Segundo um estudo de novembro de 2024 (nota 1), a incidência mundial das perturbações de ansiedade na população com idade entre os 10 e os 24 anos aumentou em 52% entre 1990 e 2021. Neste estudo, Portugal aparece como sendo o país com maior taxa de incidência em 2021, de 1 900 novos casos por 100 000 habitantes, e com a maior prevalência (13,35% – o que representa aproximadamente 211 472 de portugueses entre os 10 e os 24 anos). As causas deste aumento prendem-se com vários motivos, desde o aumento do bullying escolar, à digitalização do mundo atual. Outra parte deve-se ao ritmo do mundo e à incapacidade de adequação da resposta pessoal ao ritmo acelerado a que somos convocados.

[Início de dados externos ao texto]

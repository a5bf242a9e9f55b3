//! Brand CRUD handlers.

use axum::{
    Json, Router,
    extract::State,
    http::StatusCode,
    routing::get,
};

use cosmetics_core::BrandId;

use super::extract::{ApiJson, ApiPath, ApiQuery, NamePayload, PageQuery, Paginated};
use super::method_not_allowed;
use crate::db::BrandRepository;
use crate::error::{AppError, Result};
use crate::middleware::RequireAuth;
use crate::models::Brand;
use crate::state::AppState;

/// Build the brands router.
pub fn router() -> Router<AppState> {
    Router::new()
        .route(
            "/api/brands",
            get(list).post(create).fallback(method_not_allowed),
        )
        .route(
            "/api/brands/{id}",
            get(show)
                .put(replace)
                .patch(update)
                .delete(destroy)
                .fallback(method_not_allowed),
        )
}

/// GET /api/brands
pub async fn list(
    RequireAuth(account): RequireAuth,
    State(state): State<AppState>,
    ApiQuery(query): ApiQuery<PageQuery>,
) -> Result<Json<Paginated<Brand>>> {
    let page = query.resolve(state.config().default_page_size)?;
    let brands = BrandRepository::new(state.pool());

    let count = brands.count(account.id).await?;
    page.ensure_exists(count)?;
    let results = brands.list(account.id, page.window()).await?;

    Ok(Json(page.wrap(count, results)))
}

/// POST /api/brands
pub async fn create(
    RequireAuth(account): RequireAuth,
    State(state): State<AppState>,
    ApiJson(payload): ApiJson<NamePayload>,
) -> Result<(StatusCode, Json<Brand>)> {
    let name = payload.require_name()?;
    let brand = BrandRepository::new(state.pool())
        .create(account.id, &name)
        .await?;

    tracing::info!(account_id = %account.id, brand_id = %brand.id, "Brand created");

    Ok((StatusCode::CREATED, Json(brand)))
}

/// GET /api/brands/{id}
pub async fn show(
    RequireAuth(account): RequireAuth,
    State(state): State<AppState>,
    ApiPath(id): ApiPath<BrandId>,
) -> Result<Json<Brand>> {
    BrandRepository::new(state.pool())
        .get(account.id, id)
        .await?
        .map(Json)
        .ok_or(AppError::NotFound)
}

/// PUT /api/brands/{id}
pub async fn replace(
    RequireAuth(account): RequireAuth,
    State(state): State<AppState>,
    ApiPath(id): ApiPath<BrandId>,
    ApiJson(payload): ApiJson<NamePayload>,
) -> Result<Json<Brand>> {
    let brands = BrandRepository::new(state.pool());
    if brands.get(account.id, id).await?.is_none() {
        return Err(AppError::NotFound);
    }

    let name = payload.require_name()?;
    Ok(Json(brands.update(account.id, id, &name).await?))
}

/// PATCH /api/brands/{id}
pub async fn update(
    RequireAuth(account): RequireAuth,
    State(state): State<AppState>,
    ApiPath(id): ApiPath<BrandId>,
    ApiJson(payload): ApiJson<NamePayload>,
) -> Result<Json<Brand>> {
    let brands = BrandRepository::new(state.pool());
    let brand = brands.get(account.id, id).await?.ok_or(AppError::NotFound)?;

    match payload.optional_name()? {
        Some(name) => Ok(Json(brands.update(account.id, id, &name).await?)),
        None => Ok(Json(brand)),
    }
}

/// DELETE /api/brands/{id}
pub async fn destroy(
    RequireAuth(account): RequireAuth,
    State(state): State<AppState>,
    ApiPath(id): ApiPath<BrandId>,
) -> Result<StatusCode> {
    if !BrandRepository::new(state.pool()).delete(account.id, id).await? {
        return Err(AppError::NotFound);
    }

    tracing::info!(account_id = %account.id, brand_id = %id, "Brand deleted");

    Ok(StatusCode::NO_CONTENT)
}
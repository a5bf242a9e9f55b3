//! Cosmetics catalog API server.
//!
//! Serves the JSON API for account-scoped cosmetics catalogs.
//!
//! Migrations are not run on startup. Apply them explicitly with
//! `cosmetics-cli migrate`.

#![cfg_attr(not(test), forbid(unsafe_code))]

use cosmetics_api::{config::ApiConfig, db, state::AppState};
use sentry::integrations::tracing as sentry_tracing;
use tracing_subscriber::{layer::SubscriberExt, util::SubscriberInitExt};

/// Initialize Sentry error tracking and return guard that must be kept alive.
fn init_sentry(config: &ApiConfig) -> Option<sentry::ClientInitGuard> {
    let dsn = config.sentry_dsn.as_ref()?;

    let guard = sentry::init((
        dsn.as_str(),
        sentry::ClientOptions {
            release: sentry::release_name!(),
            environment: config
                .sentry_environment
                .clone()
                .map(std::borrow::Cow::Owned),
            traces_sample_rate: config.sentry_traces_sample_rate,
            attach_stacktrace: true,
            ..Default::default()
        },
    ));

    tracing::info!("Sentry initialized");
    Some(guard)
}

/// Filter tracing events to Sentry event types.
fn sentry_event_filter(metadata: &tracing::Metadata<'_>) -> sentry_tracing::EventFilter {
    match *metadata.level() {
        tracing::Level::ERROR | tracing::Level::WARN => sentry_tracing::EventFilter::Event,
        tracing::Level::INFO | tracing::Level::DEBUG => sentry_tracing::EventFilter::Breadcrumb,
        _ => sentry_tracing::EventFilter::Ignore,
    }
}

/// Install the global subscriber: `RUST_LOG` filtering, console output, and
/// Sentry events/breadcrumbs.
fn init_tracing() {
    let env_filter = tracing_subscriber::EnvFilter::try_from_default_env()
        .unwrap_or_else(|_| "cosmetics_api=info,tower_http=debug".into());

    tracing_subscriber::registry()
        .with(env_filter)
        .with(tracing_subscriber::fmt::layer())
        .with(sentry_tracing::layer().event_filter(sentry_event_filter))
        .init();
}

#[tokio::main]
async fn main() {
    let config = ApiConfig::from_env().expect("Failed to load configuration");

    // Sentry must be initialized before the tracing subscriber
    let _sentry_guard = init_sentry(&config);
    init_tracing();
    tracing::debug!(?config, "Configuration loaded");

    let pool = db::create_pool(&config.database_url)
        .await
        .expect("Failed to create database pool");

    let addr = config.socket_addr();
    let listener = tokio::net::TcpListener::bind(addr)
        .await
        .expect("Failed to bind to address");
    tracing::info!(%addr, page_size = config.default_page_size, "cosmetics-api listening");

    axum::serve(listener, cosmetics_api::app(AppState::new(config, pool)))
        .with_graceful_shutdown(shutdown_signal())
        .await
        .expect("Server error");
}

/// Wait for shutdown signal (Ctrl+C or SIGTERM).
async fn shutdown_signal() {
    let ctrl_c = async {
        tokio::signal::ctrl_c()
            .await
            .expect("Failed to install Ctrl+C handler");
    };

    #[cfg(unix)]
    let terminate = async {
        tokio::signal::unix::signal(tokio::signal::unix::SignalKind::terminate())
            .expect("Failed to install signal handler")
            .recv()
            .await;
    };

    #[cfg(not(unix))]
    let terminate = std::future::pending::<()>();

    tokio::select! {
        () = ctrl_c => {},
        () = terminate => {},
    }

    tracing::info!("Shutdown signal received, starting graceful shutdown");
}
// =============================================================================
// Payload
// =============================================================================

/// Product create/update body.
///
/// Every field is optional here; which ones are required depends on whether
/// the request creates, replaces, or patches.
#[derive(Debug, Default, Deserialize)]
pub struct ProductPayload {
    pub name: Option<String>,
    #[serde(default, deserialize_with = "double_option")]
    pub brand: Option<Option<BrandId>>,
    pub group: Option<GroupId>,
    #[serde(default, deserialize_with = "double_option")]
    pub category: Option<Option<CategoryId>>,
    #[serde(default, deserialize_with = "double_option")]
    pub price: Option<Option<String>>,
    pub ingredients: Option<String>,
    pub capacity: Option<Decimal>,
    pub unit: Option<String>,
    pub stores: Option<Vec<StoreId>>,
    pub is_available: Option<bool>,
    pub is_favourite: Option<bool>,
    #[serde(default, deserialize_with = "double_option")]
    pub image: Option<Option<String>>,
}

/// How a payload is applied.
#[derive(Debug, Clone, Copy, PartialEq, Eq)]
enum Mode {
    /// `name`, `group` and `capacity` are required.
    Full,
    /// Absent fields keep their current value.
    Partial,
}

Segundo um estudo de novembro de 2024, a incidência mundial das perturbações de ansiedade na população com idade entre os 10 e os 24 anos aumentou em 52% entre 1990 e 2021.
No seu primeiro volume da Enciclopédia da Estória Universal – Recolha de Morel, Afonso Cruz, escritor português, narra uma pequena história que descreve esta sensação da divisão interior causada pelo desejo de estar a 200% em cada sítio. Nesta história, um rei quer ter uma árvore que cresça 36 cúbitos em menos de 40 dias. Um sábio apresenta-lhe um adubo capaz de induzir um crescimento de 8 cúbitos diários, o que faria com que o objetivo fosse cumprido em 5 dias. Contudo, no fim do primeiro dia, a árvore divide o seu tronco em 2 ramos, dividindo os 8 cúbitos de crescimento por ambos. No final do segundo dia, cada ramo divide-se novamente, pelo que o crescimento é dividido entre os 4 ramos. E assim sucessivamente, até ao fim dos tempos. Ora, esta árvore, dividida em milhares de ramos, totalmente investida no seu crescimento dividido, nunca chegará sequer aos 16 cúbitos de altura. Assim pode ser uma pessoa que, dividindo o seu investimento e atenção, alterna entre atividades nas quais se implica a 200%, tendo por consequência a frustração e a agitação interior que paralisam o seu próprio crescimento. Há que podar os ramos, há que focar as atenções, há que procurar tempo para digerir e recentrar o coração naquele centro que unifica e integra a pessoa humana.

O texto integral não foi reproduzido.